WEIRD Doesn't Work
Identifying moderators of psychological effect sizes is more complicated than simply pointing at demographics
The samples used in psychological studies are overwhelmingly “Western, Educated, Industrialized, Rich, and Democratic” or “WEIRD.” They come from Europe, America, the Antipodes, and maybe Japan and Korea, and they’re usually made up of university students. So, argued Henrich, Heine and Norenzayan (HHN) we have a problem: if psychology is to be a science of the human mind, we have to make sure we’re not simply talking about the minds of well-off Westerners.

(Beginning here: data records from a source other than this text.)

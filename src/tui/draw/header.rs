//! Header: logo, saved count, title, category, account usage.

use ratatui::Frame;
use ratatui::layout::{Alignment, Constraint, Direction, Layout, Rect};
use ratatui::style::{Color, Modifier, Style};
use ratatui::text::{Line, Span};
use ratatui::widgets::Paragraph;
use std::time::Instant;

use crate::core::app;
use crate::core::quota::User;

use super::super::app::App;
use super::super::constants::{LOGO_IDLE, LOGO_THINKING};
use super::super::text::truncate_start;

/// Start time for header animation phase (thinking spinner).
pub(crate) static HEADER_START: std::sync::OnceLock<Instant> = std::sync::OnceLock::new();

/// Max width for the category name in the header.
const CATEGORY_HEADER_WIDTH: u16 = 22;
/// Width for account display (e.g. "dana · pro · 12/1000").
const ACCOUNT_HEADER_WIDTH: u16 = 32;

/// Usage color: green below half the limit, yellow up to 80%, red above or at the limit.
fn usage_color(user: &User) -> Color {
    if user.message_limit == 0 || user.messages_used >= user.message_limit {
        return Color::Red;
    }
    let ratio = user.messages_used as f64 / user.message_limit as f64;
    if ratio > 0.80 {
        Color::Red
    } else if ratio > 0.50 {
        Color::Yellow
    } else {
        Color::Green
    }
}

pub(crate) fn draw_header(f: &mut Frame, app: &mut App, area: Rect) {
    let palette = app.palette();
    let state = app.state();
    let header_chunks = Layout::default()
        .direction(Direction::Horizontal)
        .constraints([
            Constraint::Length(8),
            Constraint::Min(0),
            Constraint::Length(CATEGORY_HEADER_WIDTH),
            Constraint::Length(ACCOUNT_HEADER_WIDTH),
        ])
        .split(area);

    let logo_symbol = if app.thinking {
        let start = HEADER_START.get_or_init(Instant::now);
        let phase = start.elapsed().as_millis() as usize;
        LOGO_THINKING[(phase / 80) % LOGO_THINKING.len()]
    } else {
        LOGO_IDLE
    };
    let logo_line = Line::from(vec![
        Span::styled(format!("{} ", logo_symbol), Style::default().fg(palette.accent)),
        Span::styled(
            format!("{} ", state.saved.len()),
            Style::default().fg(palette.dim),
        ),
    ]);
    f.render_widget(Paragraph::new(logo_line), header_chunks[0]);

    let title_str = format!("{} ", app::NAME);
    let title_len = title_str.len() as u16;
    let title_area = Rect {
        x: area.x + area.width.saturating_sub(title_len) / 2,
        y: area.y,
        width: title_len.min(area.width),
        height: area.height,
    };
    let title = Line::from(Span::styled(
        title_str,
        Style::default()
            .fg(palette.accent)
            .add_modifier(Modifier::BOLD),
    ));
    f.render_widget(Paragraph::new(title), title_area);

    let category = state
        .selected_category_name()
        .map(|name| truncate_start(name, CATEGORY_HEADER_WIDTH as usize - 1))
        .unwrap_or_else(|| "no category".to_string());
    f.render_widget(
        Paragraph::new(Line::from(Span::styled(
            category,
            Style::default().fg(palette.code),
        )))
        .alignment(Alignment::Right),
        header_chunks[2],
    );

    let account_line = match &state.user {
        Some(user) => Line::from(vec![
            Span::styled(
                format!("{} · {} · ", user.name, user.plan),
                Style::default().fg(palette.dim),
            ),
            Span::styled(user.usage_label(), Style::default().fg(usage_color(user))),
        ]),
        None => Line::from(Span::styled(
            "signed out",
            Style::default()
                .fg(palette.dim)
                .add_modifier(Modifier::ITALIC),
        )),
    };
    f.render_widget(
        Paragraph::new(account_line).alignment(Alignment::Right),
        header_chunks[3],
    );
}
//! Rewards API subsystem.
//!
//! # Data Flow
//! ```text
//! Orchestrator
//!     → client.rs (HTTP request with address + bearer token)
//!     → types.rs (envelope {code, msg, data} → typed payload or ApiError)
//!     → session.rs (token + points carried between calls)
//! ```

pub mod client;
pub mod session;
pub mod types;

pub use client::RewardsApi;
pub use session::Session;
pub use types::{ApiError, Envelope, FaucetStatusData};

Per HHN, the “WEIRD” constitute a small fraction of the global population but they make up the overwhelming majority of the samples used in psychological studies. What if, they contend, the WEIRD differ in ways that make it hard to generalize findings from them to the rest of the human population? Then we need to diversify our samples of course!
But pace. HHN provided descriptions of WEIRD samples and explained that they’re different in many observable ways from non-WEIRD samples, but they didn’t show that those differences matter: HHN didn’t show that WEIRDness impacts the replicability or magnitudes of psychological effects. If WEIRDness doesn’t matter, then we shouldn’t worry about WEIRDness. So does it matter?
Hypothetical Moderation
After reading through papers on the issue of WEIRD sampling, I’ve noticed that different authors provide very different levels of sophistication in how they think about the supposed problem. The general schema from lowest to highest sophistication is like so:
BAD: “WEIRD samples are demographically different from the global norm. This is a problem for psychology.”
Not As Bad: “WEIRD samples are demographically different from the global norm. This might be a problem for psychology.”
Mediocre: “WEIRD samples are psychologically different from the global norm in terms of variables like personality and attitudes. This is a problem for psychology.”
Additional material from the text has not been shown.